The Box Tops hit six more times, but had problems collecting the royalties. The band's producer, Dan Penn, didn't allow them to play on more than a handful of their own recordings, and Chilton wasn't allowed to contribute more than a couple of his own songs. He stormed off stage midway through a 1969 performance, moved to New York, and spent a year playing guitar in Washington Square. "The Box Tops are only marginally my records," he said a quarter of a century later. "I listen to them and I hear Dan Penn. I don't hear me."
When I play "The Letter," I don't hear Chilton either. His voice is roughened by thirty takes and a night's worth of drinking - it has none of the upper-register strain, and none of the sweetness, that makes his later work so memorable.

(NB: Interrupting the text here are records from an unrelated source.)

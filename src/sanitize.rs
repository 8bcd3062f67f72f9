//! Label name sanitization for the remote Alertmanager.
//!
//! The remote endpoint only accepts label names matching
//! `^[A-Za-z_][A-Za-z0-9_]*$`. Names are rewritten deterministically, and
//! names that collide after rewriting are disambiguated with a suffix derived
//! from the original key.

use crate::core::Label;
use crate::errors::SanitizeError;
use itertools::Itertools;
use std::collections::HashSet;
use tracing::warn;

/// Returns true if `c` may appear at `position` in a label name.
fn is_valid_char(c: char, position: usize) -> bool {
    c.is_ascii_alphabetic() || c == '_' || (position > 0 && c.is_ascii_digit())
}

/// Returns true if `name` already satisfies the label name syntax.
pub fn is_valid_label_name(name: &str) -> bool {
    !name.is_empty() && name.chars().enumerate().all(|(i, c)| is_valid_char(c, i))
}

/// Rewrites `name` into a valid label name.
///
/// Whitespace is removed. Other invalid ASCII characters become `_`, and
/// non-ASCII characters are replaced by their hex code point (`0x1f633`),
/// prefixed with `_` when they open the name.
pub fn sanitize_label_name(name: &str) -> Result<String, SanitizeError> {
    if name.is_empty() {
        return Err(SanitizeError::Empty);
    }
    if is_valid_label_name(name) {
        return Ok(name.to_string());
    }

    let mut sanitized = String::with_capacity(name.len());
    for (i, c) in name.chars().filter(|c| !c.is_whitespace()).enumerate() {
        if is_valid_char(c, i) {
            sanitized.push(c);
        } else if (c as u32) <= 127 {
            sanitized.push('_');
        } else {
            if i == 0 {
                sanitized.push('_');
            }
            sanitized.push_str(&format!("{:#x}", c as u32));
        }
    }

    if sanitized.is_empty() {
        return Err(SanitizeError::EmptyAfterSanitization(name.to_string()));
    }
    Ok(sanitized)
}

/// Suffix appended to a colliding name: `_` and the first three bytes of the
/// MD5 digest of the original key, hex encoded.
fn collision_suffix(original: &str) -> String {
    let digest = md5::compute(original.as_bytes());
    format!("_{:02x}{:02x}{:02x}", digest[0], digest[1], digest[2])
}

/// Sanitizes every name in a label set.
///
/// Keys are processed in sorted order so collision resolution does not
/// depend on the iteration order of the input. Names that cannot be
/// sanitized are skipped.
pub fn sanitize_label_set<'a, I>(labels: I) -> Vec<Label>
where
    I: IntoIterator<Item = (&'a String, &'a String)>,
{
    let mut seen = HashSet::new();
    let mut result = Vec::new();

    for (key, value) in labels.into_iter().sorted_by(|a, b| a.0.cmp(b.0)) {
        let mut name = match sanitize_label_name(key) {
            Ok(name) => name,
            Err(e) => {
                warn!(label = %key, error = %e, "Skipping label that could not be sanitized");
                continue;
            }
        };

        if seen.contains(&name) {
            name.push_str(&collision_suffix(key));
            if seen.contains(&name) {
                warn!(label = %key, sanitized = %name, "Skipping label with unresolvable name collision");
                continue;
            }
        }

        seen.insert(name.clone());
        result.push(Label::new(name, value.clone()));
    }

    result
}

In the early 1970s, Chilton's vocals were translucent - he sounded remarkably young. On "The Letter" he sounds much older, but nothing like his older self. What his two voices have in common is that both strain hard at the seams.
"Get me a ticket on an air-o-plane," Chilton sings. "Ain't got time to take a fast train/Lonely days are gone/I'm a-goin' home/My baby, she wrote me a letter." But Chilton's determination never translates into action: The ticket agent never responds. The reunion never takes place. Nothing really happens, and by the song's end we're still standing at the counter, begging for a seat. We never learn why Chilton scorned the girl, or how he managed to win her back. "Listen, mister, can't you see/I've got to get back to my baby" is the closest he comes to an explanation, before cutting himself off with a gruff, ambivalent "anyway."

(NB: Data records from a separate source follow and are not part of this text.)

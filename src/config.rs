//! Configuration management for alertbridge
//!
//! This module defines the main `Config` struct and its sub-structs,
//! responsible for holding all application settings. It uses the `figment`
//! crate to layer defaults, an `alertbridge.toml` file, `ALERTBRIDGE_`
//! environment variables and command-line flags.

use crate::cli::Cli;
use crate::core::{LabelSet, OrgId};
use crate::forked::Mode;
use crate::relabel::RelabelConfig;
use anyhow::{bail, Result};
use figment::{
    providers::{Env, Format, Serialized, Toml},
    Figment,
};
use serde::{Deserialize, Serialize};
use std::net::SocketAddr;
use std::path::{Path, PathBuf};

/// The main configuration struct for the application.
#[derive(Debug, Deserialize, Serialize, Clone)]
pub struct Config {
    /// The logging level for the application.
    pub log_level: String,
    /// The organization (tenant) this instance serves.
    pub org_id: OrgId,
    pub forking: ForkingConfig,
    pub remote: RemoteConfig,
    pub sender: SenderConfig,
    pub internal: InternalConfig,
    pub api: ApiConfig,
    pub metrics: MetricsConfig,
}

/// Which backend is authoritative and how often the replica is synced.
#[derive(Debug, Deserialize, Serialize, Clone)]
pub struct ForkingConfig {
    pub mode: Mode,
    /// Minimum time between background configuration pushes to the remote
    /// Alertmanager in secondary mode.
    pub sync_interval_seconds: u64,
}

/// Connection settings for the remote Alertmanager.
#[derive(Debug, Deserialize, Serialize, Clone)]
pub struct RemoteConfig {
    pub url: String,
    /// Sent as `X-Scope-OrgID` and used as the basic-auth user.
    pub tenant_id: String,
    /// Enables basic auth when non-empty.
    #[serde(default)]
    pub basic_auth_password: String,
    /// Upper bound for any single request.
    pub timeout_seconds: u64,
    /// Marks pushed configurations as promoted.
    #[serde(default)]
    pub promote_config: bool,
    #[serde(default)]
    pub external_url: String,
}

/// Settings for the notification sender's queue and delivery.
#[derive(Debug, Deserialize, Serialize, Clone)]
#[serde(default)]
pub struct SenderConfig {
    pub queue_capacity: usize,
    pub max_batch_size: usize,
    pub send_timeout_seconds: u64,
    /// Labels added to every alert that does not already define them.
    pub external_labels: LabelSet,
    pub relabel_configs: Vec<RelabelConfig>,
}

impl Default for SenderConfig {
    fn default() -> Self {
        Self {
            queue_capacity: 10_000,
            max_batch_size: 64,
            send_timeout_seconds: 10,
            external_labels: LabelSet::new(),
            relabel_configs: Vec::new(),
        }
    }
}

/// Settings for the in-process Alertmanager.
#[derive(Debug, Deserialize, Serialize, Clone)]
pub struct InternalConfig {
    /// A JSON document used as the default configuration. The built-in
    /// default is used when unset.
    #[serde(default)]
    pub default_config_path: Option<PathBuf>,
    /// How long expired silences are kept before garbage collection.
    pub silence_retention_hours: u64,
    /// How often the stored configuration is re-applied.
    pub config_poll_interval_seconds: u64,
    /// How often expired silences and resolved alerts are collected.
    pub maintenance_interval_seconds: u64,
}

/// Configuration for the operator HTTP API.
#[derive(Debug, Deserialize, Serialize, Clone)]
pub struct ApiConfig {
    pub enabled: bool,
    pub listen_address: SocketAddr,
}

/// Configuration for the Prometheus exporter.
#[derive(Debug, Deserialize, Serialize, Clone)]
pub struct MetricsConfig {
    pub enabled: bool,
    pub listen_address: SocketAddr,
    pub system_metrics_enabled: bool,
}

impl Config {
    /// Loads the application configuration from the specified file.
    ///
    /// # Arguments
    /// * `config_path` - The path to the TOML configuration file.
    pub fn load(config_path: impl AsRef<Path>) -> Result<Self> {
        Self::figment(config_path).extract::<Config>()?.validated()
    }

    /// Loads the configuration with command-line flags layered on top.
    pub fn load_with_cli(cli: &Cli) -> Result<Self> {
        let path = cli
            .config
            .clone()
            .unwrap_or_else(|| PathBuf::from("alertbridge.toml"));
        Self::figment(path)
            .merge(cli)
            .extract::<Config>()?
            .validated()
    }

    fn figment(config_path: impl AsRef<Path>) -> Figment {
        Figment::new()
            .merge(Serialized::defaults(Config::default()))
            .merge(Toml::file(config_path.as_ref()))
            // e.g. ALERTBRIDGE_SENDER__QUEUE_CAPACITY=500
            .merge(Env::prefixed("ALERTBRIDGE_").split("__"))
    }

    fn validated(self) -> Result<Self> {
        if self.sender.queue_capacity == 0 {
            bail!("sender.queue_capacity must be greater than zero");
        }
        if self.sender.max_batch_size == 0 {
            bail!("sender.max_batch_size must be greater than zero");
        }
        if self.remote.timeout_seconds == 0 {
            bail!("remote.timeout_seconds must be greater than zero");
        }
        if self.internal.config_poll_interval_seconds == 0
            || self.internal.maintenance_interval_seconds == 0
        {
            bail!("internal intervals must be greater than zero");
        }
        Ok(self)
    }
}

// Provide a default implementation for tests and easy setup.
impl Default for Config {
    fn default() -> Self {
        Self {
            log_level: "info".to_string(),
            org_id: 1,
            forking: ForkingConfig {
                mode: Mode::Secondary,
                sync_interval_seconds: 300,
            },
            remote: RemoteConfig {
                url: "http://localhost:9009".to_string(),
                tenant_id: "1".to_string(),
                basic_auth_password: String::new(),
                timeout_seconds: 30,
                promote_config: false,
                external_url: String::new(),
            },
            sender: SenderConfig::default(),
            internal: InternalConfig {
                default_config_path: None,
                silence_retention_hours: 120,
                config_poll_interval_seconds: 60,
                maintenance_interval_seconds: 900,
            },
            api: ApiConfig {
                enabled: true,
                listen_address: SocketAddr::from(([127, 0, 0, 1], 9094)),
            },
            metrics: MetricsConfig {
                enabled: true,
                listen_address: SocketAddr::from(([127, 0, 0, 1], 9095)),
                system_metrics_enabled: true,
            },
        }
    }
}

His next band, Big Star, had a different trajectory: It was a spectacular failure in its own time, and a tremendous posthumous success. The adolescent indifference Chilton's "anyway" hinted at turned genuine, and painful. He spent a decade shuttling between New York and Memphis, worked as a lumberjack, and eventually took a job washing dishes in a New Orleans restaurant. By then a dozen hero-worshiping bands had claimed his indifference for their own, and turned it into a pose again -a stand-in for the indie-rock strategy of self-sabotage as preemptive strike (against, among other things, the very market forces Big Star had unsuccessfully courted). That Chilton himself had never chosen to promote aesthetics of beautiful failure was a central irony of his career. But perhaps because Chilton really was ambivalent, and always had been, his career wasn't really made up of choices.
* * *
Big Star's first record was released in 1972, but despite glowing reviews, it was barely distributed by the Stax label, which was then on the verge of collapse. It sold only 4,000 copies, and quickly disappeared from print. "This is off our first album, called #1 Record, which can't be found anywhere," Chilton told a radio audience a few years later.

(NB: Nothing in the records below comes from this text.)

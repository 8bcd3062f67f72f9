//! A scriptable [`Backend`] that records every call, for tests.

use crate::core::{
    AlertConfiguration, AlertGroup, AlertQuery, AlertmanagerStatus, Backend, BackendResult,
    GettableAlert, GettableSilence, PostableAlert, PostableSilence, Receiver, SilenceState,
    SilenceStatus, TestReceiversConfig, TestReceiversResult, TestTemplatesConfig,
    TestTemplatesResults,
};
use crate::errors::BackendError;
use async_trait::async_trait;
use chrono::Utc;
use std::collections::HashSet;
use std::sync::atomic::{AtomicBool, AtomicUsize, Ordering};
use std::sync::Mutex;
use std::time::Duration;

/// Records calls as `"operation"` or `"operation:argument"` strings.
///
/// Operations listed with [`FakeBackend::fail`] return an
/// `UnexpectedStatus { status: 500 }` error.
#[derive(Debug)]
pub struct FakeBackend {
    name: &'static str,
    calls: Mutex<Vec<String>>,
    failing: Mutex<HashSet<&'static str>>,
    ready: AtomicBool,
    apply_delay: Mutex<Option<Duration>>,
    next_silence: AtomicUsize,
    silences: Mutex<Vec<PostableSilence>>,
}

impl FakeBackend {
    pub fn new(name: &'static str) -> Self {
        Self {
            name,
            calls: Mutex::new(Vec::new()),
            failing: Mutex::new(HashSet::new()),
            ready: AtomicBool::new(true),
            apply_delay: Mutex::new(None),
            next_silence: AtomicUsize::new(0),
            silences: Mutex::new(Vec::new()),
        }
    }

    /// Makes `operation` fail from now on.
    pub fn fail(&self, operation: &'static str) {
        self.failing.lock().unwrap().insert(operation);
    }

    pub fn recover(&self, operation: &'static str) {
        self.failing.lock().unwrap().remove(operation);
    }

    pub fn set_ready(&self, ready: bool) {
        self.ready.store(ready, Ordering::SeqCst);
    }

    /// Delays every `apply_config` by `delay`.
    pub fn delay_apply(&self, delay: Duration) {
        *self.apply_delay.lock().unwrap() = Some(delay);
    }

    pub fn calls(&self) -> Vec<String> {
        self.calls.lock().unwrap().clone()
    }

    /// Calls whose operation name is `operation`.
    pub fn calls_to(&self, operation: &str) -> Vec<String> {
        self.calls()
            .into_iter()
            .filter(|c| c.split(':').next() == Some(operation))
            .collect()
    }

    /// Silences received by `create_silence`, in order.
    pub fn created_silences(&self) -> Vec<PostableSilence> {
        self.silences.lock().unwrap().clone()
    }

    fn record(&self, operation: &'static str, argument: Option<&str>) -> BackendResult<()> {
        let call = match argument {
            Some(arg) => format!("{}:{}", operation, arg),
            None => operation.to_string(),
        };
        self.calls.lock().unwrap().push(call);
        if self.failing.lock().unwrap().contains(operation) {
            return Err(BackendError::UnexpectedStatus {
                status: 500,
                body: format!("{} failure from {}", operation, self.name),
            });
        }
        Ok(())
    }
}

#[async_trait]
impl Backend for FakeBackend {
    async fn apply_config(&self, config: &AlertConfiguration) -> BackendResult<()> {
        let delay = *self.apply_delay.lock().unwrap();
        if let Some(delay) = delay {
            tokio::time::sleep(delay).await;
        }
        self.record("apply_config", Some(&config.hash))
    }

    async fn save_and_apply_config(&self, config: &AlertConfiguration) -> BackendResult<()> {
        self.record("save_and_apply_config", Some(&config.hash))
    }

    async fn save_and_apply_default_config(&self) -> BackendResult<()> {
        self.record("save_and_apply_default_config", None)
    }

    async fn get_status(&self) -> BackendResult<AlertmanagerStatus> {
        self.record("get_status", None)?;
        Ok(AlertmanagerStatus {
            config: serde_json::json!({ "backend": self.name }),
            uptime: Utc::now(),
            version: self.name.to_string(),
        })
    }

    async fn create_silence(&self, silence: &PostableSilence) -> BackendResult<String> {
        self.record("create_silence", silence.id.as_deref())?;
        self.silences.lock().unwrap().push(silence.clone());
        Ok(match &silence.id {
            Some(id) => id.clone(),
            None => format!(
                "{}-silence-{}",
                self.name,
                self.next_silence.fetch_add(1, Ordering::SeqCst)
            ),
        })
    }

    async fn delete_silence(&self, id: &str) -> BackendResult<()> {
        self.record("delete_silence", Some(id))
    }

    async fn get_silence(&self, id: &str) -> BackendResult<GettableSilence> {
        self.record("get_silence", Some(id))?;
        let now = Utc::now();
        Ok(GettableSilence {
            id: id.to_string(),
            matchers: Vec::new(),
            starts_at: now,
            ends_at: now + chrono::Duration::hours(1),
            updated_at: now,
            created_by: self.name.to_string(),
            comment: String::new(),
            status: SilenceStatus {
                state: SilenceState::Active,
            },
        })
    }

    async fn list_silences(&self, _filter: &[String]) -> BackendResult<Vec<GettableSilence>> {
        self.record("list_silences", None)?;
        Ok(Vec::new())
    }

    async fn get_alerts(&self, _query: &AlertQuery) -> BackendResult<Vec<GettableAlert>> {
        self.record("get_alerts", None)?;
        Ok(Vec::new())
    }

    async fn get_alert_groups(&self, _query: &AlertQuery) -> BackendResult<Vec<AlertGroup>> {
        self.record("get_alert_groups", None)?;
        Ok(Vec::new())
    }

    async fn put_alerts(&self, alerts: &[PostableAlert]) -> BackendResult<()> {
        self.record("put_alerts", Some(&alerts.len().to_string()))
    }

    async fn get_receivers(&self) -> BackendResult<Vec<Receiver>> {
        self.record("get_receivers", None)?;
        Ok(Vec::new())
    }

    async fn test_receivers(&self, config: &TestReceiversConfig) -> BackendResult<TestReceiversResult> {
        self.record("test_receivers", None)?;
        Ok(TestReceiversResult {
            alert: config.alert.clone().unwrap_or_default(),
            receivers: Vec::new(),
            notified_at: Utc::now(),
        })
    }

    async fn test_template(&self, _config: &TestTemplatesConfig) -> BackendResult<TestTemplatesResults> {
        self.record("test_template", None)?;
        Ok(TestTemplatesResults::default())
    }

    async fn clean_up(&self) {
        let _ = self.record("clean_up", None);
    }

    async fn stop_and_wait(&self) {
        let _ = self.record("stop_and_wait", None);
    }

    fn ready(&self) -> bool {
        self.ready.load(Ordering::SeqCst)
    }
}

Chilton's immediate response was to resume his aborted solo career, then abort it again by allowing himself to be talked into a one-off Big Star reunion. Despite the absence of founding member Chris Bell - who'd also quit, and never did return - that performance went over so well that Big Star re-formed and released a second record, called Radio City (1974). This album won another round of rave reviews, but was hampered by the same distribution problems and sold even less than the first. The band broke up again, re-formed again (now an informal two-piece), and made one last record - Third/Sister Lovers (1974) - which continued the process of attrition by failing to be released at all. (A bowdlerized version was issued, semi-officially, in Europe, four years later.) As far as today's mainstream audience is concerned, Big Star's greatest success came twenty-five years after the band's break-up, when the producers of "That 70s Show" looked to Cheap Trick to record the sitcom's theme song, and Cheap Trick re-recorded #1 Record's "In The Street" as "That 70s Song." Chilton, who receives seventy dollars every time the program airs, took to calling it "That 70 Dollar Show."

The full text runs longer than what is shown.